Moreover, certain symptoms that could differentiate environmental sensitivities from other conditions are cognitive in nature: for example, difficulty concentrating, feeling “dazed”, dizzy or brain fogged. Physicians are therefore unable to prescribe specific tests that are commonly available to “define” these kinds of symptoms, and diagnosis depends heavily on the reporting of the patient and the relationship between exposures and symptoms. The credibility of the patient therefore comes into play. Since 60% to 80% of people affected are women, environmental sensitivities are too often erroneously linked to emotional and irrational “feminine” causes, rather than to an illness with a physiological base.

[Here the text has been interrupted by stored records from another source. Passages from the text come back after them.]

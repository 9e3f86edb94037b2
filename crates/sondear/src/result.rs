//! Result and error types for Sondear.

use std::path::PathBuf;
use thiserror::Error;

/// Result type for Sondear operations
pub type SondearResult<T> = Result<T, SondearError>;

/// Errors that can occur in Sondear
#[derive(Debug, Error)]
pub enum SondearError {
    /// A named fuzz target could not be resolved in the registry
    #[error("unknown fuzz target `{name}`")]
    UnknownUnit {
        /// Qualified unit name that failed to resolve
        name: String,
    },

    /// A member lookup on a resolved unit failed
    #[error("unit `{unit}` has no member `{member}` with the requested parameters")]
    UnknownMember {
        /// Qualified unit name
        unit: String,
        /// Member name that failed to resolve
        member: String,
    },

    /// The report directory for generated tests could not be created
    #[error("failed to create report directory `{path}`")]
    CreateReportDir {
        /// Directory that could not be created
        path: PathBuf,
        /// Underlying io failure
        #[source]
        source: std::io::Error,
    },

    /// The generated test file could not be written
    #[error("failed to write test file `{path}`")]
    WriteTestFile {
        /// File that could not be written
        path: PathBuf,
        /// Underlying io failure
        #[source]
        source: std::io::Error,
    },
}

impl SondearError {
    /// True for the two test-file emission failures, which a caller must
    /// surface rather than swallow.
    #[must_use]
    pub fn is_write_failure(&self) -> bool {
        matches!(
            self,
            Self::CreateReportDir { .. } | Self::WriteTestFile { .. }
        )
    }
}
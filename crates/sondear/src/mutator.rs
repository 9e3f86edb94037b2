//! Character-level string mutation for the raw-string fuzzing mode.

use crate::rng::{Seed, Xorshift64};

/// Mutates strings by inserting, replacing, and removing random
/// characters.
#[derive(Debug, Clone)]
pub struct StringMutator {
    max_mutations: u64,
    rng: Xorshift64,
}

impl StringMutator {
    /// Create a mutator applying between 1 and `max_mutations - 1`
    /// operations per round. A `max_mutations` of 1 or less always
    /// applies exactly one operation.
    #[must_use]
    pub fn new(max_mutations: usize, seed: Seed) -> Self {
        Self {
            max_mutations: max_mutations as u64,
            rng: Xorshift64::new(seed),
        }
    }

    /// Mutate the input with a freshly drawn number of single-character
    /// operations, each chosen uniformly among insert, replace, and
    /// delete.
    pub fn mutate(&mut self, input: &str) -> String {
        let mutations = self.rng.next_range(1, self.max_mutations);
        let mut chars: Vec<char> = input.chars().collect();
        for _ in 0..mutations {
            let roll = self.rng.next_f64();
            if roll < 1.0 / 3.0 {
                self.insert_character(&mut chars);
            } else if roll < 2.0 / 3.0 {
                self.replace_character(&mut chars);
            } else {
                self.remove_character(&mut chars);
            }
        }
        chars.into_iter().collect()
    }

    fn random_character(&mut self) -> char {
        char::from_u32(self.rng.next_range(0, 256) as u32).unwrap()
    }

    fn insert_character(&mut self, chars: &mut Vec<char>) {
        if chars.is_empty() {
            let ch = self.random_character();
            chars.push(ch);
            return;
        }
        let position = self.rng.next_index(chars.len());
        let ch = self.random_character();
        chars.insert(position, ch);
    }

    fn replace_character(&mut self, chars: &mut [char]) {
        if chars.is_empty() {
            return;
        }
        let position = self.rng.next_index(chars.len());
        chars[position] = self.random_character();
    }

    fn remove_character(&mut self, chars: &mut Vec<char>) {
        if chars.is_empty() {
            return;
        }
        let position = self.rng.next_index(chars.len());
        chars.remove(position);
    }
}
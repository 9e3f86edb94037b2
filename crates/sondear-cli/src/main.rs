//! Process entry point for the `sondeador` binary.

use clap::Parser;
use sondeador::Cli;
use std::process::ExitCode;

fn main() -> ExitCode {
    let cli = Cli::parse();
    match sondeador::run(&cli) {
        Ok(()) => ExitCode::SUCCESS,
        Err(error) => {
            eprintln!("Error: {error}");
            ExitCode::from(error.exit_code())
        }
    }
}
//! Translation of fuzzing results into regression-test source text.
//!
//! The builder is a pure function from a [`FuzzedUnitResult`]
//! (../results.rs) to test source text: template substitution over the
//! captured literals, with the assertion vocabulary supplied by a
//! [`RenderProfile`]. Writing the text to disk is a separate concern with
//! its own failure modes.

mod builder;
mod writer;

pub use builder::{RenderProfile, TestCaseBuilder};
pub use writer::{FileSystemOps, RealFileSystem, TestFileWriter};

/// The last path segment of a value's type name.
///
/// Generated tests use this to assert on a result's declared type without
/// naming the full path.
#[must_use]
pub fn simple_type_name<T>(_value: &T) -> &'static str {
    crate::introspect::simple_name(std::any::type_name::<T>())
}

/// `MenuParser` -> `menu_parser`, for generated file names.
pub(crate) fn snake_case(name: &str) -> String {
    let mut out = String::with_capacity(name.len() + 4);
    for (index, ch) in name.chars().enumerate() {
        if ch.is_ascii_uppercase() {
            if index > 0 {
                out.push('_');
            }
            out.push(ch.to_ascii_lowercase());
        } else {
            out.push(ch);
        }
    }
    out
}
//! Coverage bookkeeping for fuzzing sessions.
//!
//! The instrumentation mechanism that produces line events is out of
//! scope; this module is the passive side of that contract. Probes report
//! "line N of unit U exists" and "line N of unit U was visited" through
//! [`CoverageSink`], and the engine pulls the derived coverage ratio back
//! out between invocations.
//!
//! Line identifiers are abstract probe numbers (`u32 > 0`); nothing here
//! assumes they correspond to physical source lines.

mod tracker;

pub mod formatters;
mod report;

pub use report::{render_console, CoverageSummary, UnitSummary};
pub use tracker::{CoverageContext, CoverageMap, CoverageSink, UnitTracker};
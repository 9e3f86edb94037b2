//! Type and constructor descriptors.

use super::value::{CapturedFailure, DynValue};
use std::sync::Arc;

/// Declared visibility of a constructor or member.
#[derive(Debug, Clone, Copy, PartialEq, Eq)]
pub enum Visibility {
    /// Reachable without an override.
    Public,
    /// Requires a visibility override to invoke.
    Private,
}

/// How a constructor call renders as source text.
#[derive(Debug, Clone, Copy, PartialEq, Eq)]
pub enum RenderStyle {
    /// `Path(arg0, arg1)`, the ordinary constructor-call form.
    Call,
    /// `arg0.parse::<Path>().unwrap()`, the string-parsing form used by
    /// the arbitrary-precision integer type.
    Parse,
}

type ConstructFn = dyn Fn(Vec<Option<DynValue>>) -> Result<DynValue, CapturedFailure>;

/// Describes one way of constructing a value of some type.
#[derive(Clone)]
pub struct ConstructorDescriptor {
    path: String,
    style: RenderStyle,
    params: Vec<TypeDescriptor>,
    visibility: Visibility,
    construct: Arc<ConstructFn>,
}

impl ConstructorDescriptor {
    /// Describe a public constructor reachable at `path` (the text a
    /// generated test uses to call it, e.g. `MenuParser::new`).
    #[must_use]
    pub fn new(
        path: impl Into<String>,
        params: Vec<TypeDescriptor>,
        construct: impl Fn(Vec<Option<DynValue>>) -> Result<DynValue, CapturedFailure> + 'static,
    ) -> Self {
        Self {
            path: path.into(),
            style: RenderStyle::Call,
            params,
            visibility: Visibility::Public,
            construct: Arc::new(construct),
        }
    }

    /// Override the declared visibility.
    #[must_use]
    pub fn with_visibility(mut self, visibility: Visibility) -> Self {
        self.visibility = visibility;
        self
    }

    /// Override the rendering style.
    #[must_use]
    pub fn with_render_style(mut self, style: RenderStyle) -> Self {
        self.style = style;
        self
    }

    /// Declared parameter types, in order.
    #[must_use]
    pub fn params(&self) -> &[TypeDescriptor] {
        &self.params
    }

    /// Declared visibility.
    #[must_use]
    pub fn visibility(&self) -> Visibility {
        self.visibility
    }

    /// The rendered call path.
    #[must_use]
    pub fn path(&self) -> &str {
        &self.path
    }

    /// Run the construction adapter with resolved arguments.
    pub fn construct(
        &self,
        args: Vec<Option<DynValue>>,
    ) -> Result<DynValue, CapturedFailure> {
        (*self.construct)(args)
    }

    /// Render a call to this constructor over already-rendered argument
    /// literals.
    #[must_use]
    pub fn render_call(&self, args: &[String]) -> String {
        match self.style {
            RenderStyle::Call => format!("{}({})", self.path, args.join(", ")),
            RenderStyle::Parse => {
                let literal = args.first().map_or("\"0\"", String::as_str);
                format!("{literal}.parse::<{}>().unwrap()", self.path)
            }
        }
    }
}

impl std::fmt::Debug for ConstructorDescriptor {
    fn fmt(&self, f: &mut std::fmt::Formatter<'_>) -> std::fmt::Result {
        f.debug_struct("ConstructorDescriptor")
            .field("path", &self.path)
            .field("params", &self.params.len())
            .field("visibility", &self.visibility)
            .finish_non_exhaustive()
    }
}

/// The shape of a described type, driving synthesis dispatch and
/// assertion selection.
#[derive(Debug)]
pub enum TypeKind {
    /// Signed 16-bit integer
    I16,
    /// Signed 32-bit integer
    I32,
    /// Signed 64-bit integer
    I64,
    /// Byte
    U8,
    /// Single-precision float
    F32,
    /// Double-precision float
    F64,
    /// Character
    Char,
    /// Boolean
    Bool,
    /// Owned string
    Str,
    /// Arbitrary-precision integer, synthesized from a numeric string
    BigInt,
    /// The designated "no constraint" catch-all; synthesizes to absent
    Unconstrained,
    /// No value; the return type of members that produce nothing
    Void,
    /// A structured type constructed through one of its constructors
    Composite(Vec<ConstructorDescriptor>),
}

struct TypeInfo {
    name: String,
    kind: TypeKind,
}

/// Named, shareable type metadata.
///
/// Descriptors compare by name: two descriptors with the same name are
/// the same type as far as synthesis and test generation are concerned.
#[derive(Clone)]
pub struct TypeDescriptor {
    inner: Arc<TypeInfo>,
}

impl TypeDescriptor {
    /// Describe a type by name and kind.
    #[must_use]
    pub fn new(name: impl Into<String>, kind: TypeKind) -> Self {
        Self {
            inner: Arc::new(TypeInfo {
                name: name.into(),
                kind,
            }),
        }
    }

    /// Signed 16-bit integer.
    #[must_use]
    pub fn i16() -> Self {
        Self::new("i16", TypeKind::I16)
    }

    /// Signed 32-bit integer.
    #[must_use]
    pub fn i32() -> Self {
        Self::new("i32", TypeKind::I32)
    }

    /// Signed 64-bit integer.
    #[must_use]
    pub fn i64() -> Self {
        Self::new("i64", TypeKind::I64)
    }

    /// Byte.
    #[must_use]
    pub fn u8() -> Self {
        Self::new("u8", TypeKind::U8)
    }

    /// Single-precision float.
    #[must_use]
    pub fn f32() -> Self {
        Self::new("f32", TypeKind::F32)
    }

    /// Double-precision float.
    #[must_use]
    pub fn f64() -> Self {
        Self::new("f64", TypeKind::F64)
    }

    /// Character.
    #[must_use]
    pub fn character() -> Self {
        Self::new("char", TypeKind::Char)
    }

    /// Boolean.
    #[must_use]
    pub fn boolean() -> Self {
        Self::new("bool", TypeKind::Bool)
    }

    /// Owned string.
    #[must_use]
    pub fn string() -> Self {
        Self::new("String", TypeKind::Str)
    }

    /// Arbitrary-precision integer.
    #[must_use]
    pub fn big_int() -> Self {
        Self::new("BigInt", TypeKind::BigInt)
    }

    /// The "no constraint" catch-all type; always synthesizes to absent.
    #[must_use]
    pub fn unconstrained() -> Self {
        Self::new("Any", TypeKind::Unconstrained)
    }

    /// The no-value return type.
    #[must_use]
    pub fn void() -> Self {
        Self::new("()", TypeKind::Void)
    }

    /// A structured type with the given constructors, in declaration
    /// order.
    #[must_use]
    pub fn composite(name: impl Into<String>, constructors: Vec<ConstructorDescriptor>) -> Self {
        Self::new(name, TypeKind::Composite(constructors))
    }

    /// The type's name as used in rendered source text.
    #[must_use]
    pub fn name(&self) -> &str {
        &self.inner.name
    }

    /// The type's kind.
    #[must_use]
    pub fn kind(&self) -> &TypeKind {
        &self.inner.kind
    }

    /// True for the boolean type.
    #[must_use]
    pub fn is_boolean(&self) -> bool {
        matches!(self.inner.kind, TypeKind::Bool)
    }

    /// True for types whose values have a literal source rendering
    /// (numeric primitives, characters, booleans, strings).
    #[must_use]
    pub fn is_literal_renderable(&self) -> bool {
        matches!(
            self.inner.kind,
            TypeKind::I16
                | TypeKind::I32
                | TypeKind::I64
                | TypeKind::U8
                | TypeKind::F32
                | TypeKind::F64
                | TypeKind::Char
                | TypeKind::Bool
                | TypeKind::Str
        )
    }

    /// The first public constructor of a composite type, if any.
    #[must_use]
    pub fn first_public_constructor(&self) -> Option<&ConstructorDescriptor> {
        match &self.inner.kind {
            TypeKind::Composite(constructors) => constructors
                .iter()
                .find(|ctor| ctor.visibility() == Visibility::Public),
            _ => None,
        }
    }
}

impl PartialEq for TypeDescriptor {
    fn eq(&self, other: &Self) -> bool {
        self.inner.name == other.inner.name
    }
}

impl Eq for TypeDescriptor {}

impl std::hash::Hash for TypeDescriptor {
    fn hash<H: std::hash::Hasher>(&self, state: &mut H) {
        self.inner.name.hash(state);
    }
}

impl std::fmt::Debug for TypeDescriptor {
    fn fmt(&self, f: &mut std::fmt::Formatter<'_>) -> std::fmt::Result {
        write!(f, "TypeDescriptor({})", self.inner.name)
    }
}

Regardless of the complexity of obtaining scientific recognition of environmental sensitivities, what is clear is that they do cause much suffering. We believe that we should not wait to have a complete understanding of environmental sensitivities before providing support, accommodation and adequate treatment for those stricken. Germany, Austria, Luxembourg and Japan recognize environmental sensitivities on the same footing as any other illnesses. We hope that the province of Quebec will follow suit in order that people suffering from this illness no longer have to simultaneously be sick and carry the burden of having to fight to see their condition recognized.